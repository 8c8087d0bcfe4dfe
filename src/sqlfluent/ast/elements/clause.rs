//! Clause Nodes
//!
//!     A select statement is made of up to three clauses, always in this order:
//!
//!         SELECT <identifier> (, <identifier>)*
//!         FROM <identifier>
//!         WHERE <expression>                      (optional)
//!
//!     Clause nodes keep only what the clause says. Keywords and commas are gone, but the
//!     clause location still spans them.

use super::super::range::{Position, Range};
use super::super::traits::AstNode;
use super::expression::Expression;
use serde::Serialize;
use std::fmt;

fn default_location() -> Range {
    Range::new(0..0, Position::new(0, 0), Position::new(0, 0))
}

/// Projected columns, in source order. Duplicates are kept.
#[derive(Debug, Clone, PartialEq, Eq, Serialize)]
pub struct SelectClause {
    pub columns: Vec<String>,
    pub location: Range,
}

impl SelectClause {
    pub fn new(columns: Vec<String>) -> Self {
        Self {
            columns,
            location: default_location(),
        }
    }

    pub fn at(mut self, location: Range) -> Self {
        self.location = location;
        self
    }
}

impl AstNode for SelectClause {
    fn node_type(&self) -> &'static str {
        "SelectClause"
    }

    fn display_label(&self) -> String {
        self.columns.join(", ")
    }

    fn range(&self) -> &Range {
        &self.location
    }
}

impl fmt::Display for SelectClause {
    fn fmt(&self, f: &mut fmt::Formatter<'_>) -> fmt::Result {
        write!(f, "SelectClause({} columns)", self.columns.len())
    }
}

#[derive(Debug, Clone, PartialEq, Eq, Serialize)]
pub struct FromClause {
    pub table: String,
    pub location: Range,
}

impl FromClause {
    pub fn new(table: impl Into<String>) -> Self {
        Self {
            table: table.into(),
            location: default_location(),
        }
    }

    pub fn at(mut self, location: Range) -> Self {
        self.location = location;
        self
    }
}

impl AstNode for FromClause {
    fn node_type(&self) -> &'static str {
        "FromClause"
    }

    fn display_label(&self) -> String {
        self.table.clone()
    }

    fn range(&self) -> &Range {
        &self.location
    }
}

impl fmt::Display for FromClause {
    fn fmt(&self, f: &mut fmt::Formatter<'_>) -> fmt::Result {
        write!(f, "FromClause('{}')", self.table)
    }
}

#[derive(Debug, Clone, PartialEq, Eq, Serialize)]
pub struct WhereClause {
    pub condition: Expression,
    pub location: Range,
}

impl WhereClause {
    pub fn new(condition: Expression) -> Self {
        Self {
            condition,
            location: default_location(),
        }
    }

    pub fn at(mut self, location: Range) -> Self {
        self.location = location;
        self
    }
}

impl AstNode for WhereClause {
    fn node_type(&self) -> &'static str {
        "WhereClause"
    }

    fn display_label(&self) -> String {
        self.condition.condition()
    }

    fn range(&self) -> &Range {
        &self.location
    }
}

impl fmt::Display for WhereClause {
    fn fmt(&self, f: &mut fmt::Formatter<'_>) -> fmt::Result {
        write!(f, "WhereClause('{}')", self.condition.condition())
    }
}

• • • • • • •

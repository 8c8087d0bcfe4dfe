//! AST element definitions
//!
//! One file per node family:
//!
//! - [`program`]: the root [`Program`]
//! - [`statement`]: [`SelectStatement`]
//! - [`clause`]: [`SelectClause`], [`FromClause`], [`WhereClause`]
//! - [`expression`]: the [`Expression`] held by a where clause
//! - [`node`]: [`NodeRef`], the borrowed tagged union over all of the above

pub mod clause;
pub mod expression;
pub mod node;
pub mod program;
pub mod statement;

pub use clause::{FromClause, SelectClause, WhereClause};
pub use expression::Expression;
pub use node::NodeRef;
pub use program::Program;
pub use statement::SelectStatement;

• • • • • • •

TASK PROMPT:
The answer should be one number, namely how many lines of the entries above include the string "impl".

WRITTEN ANSWER:
10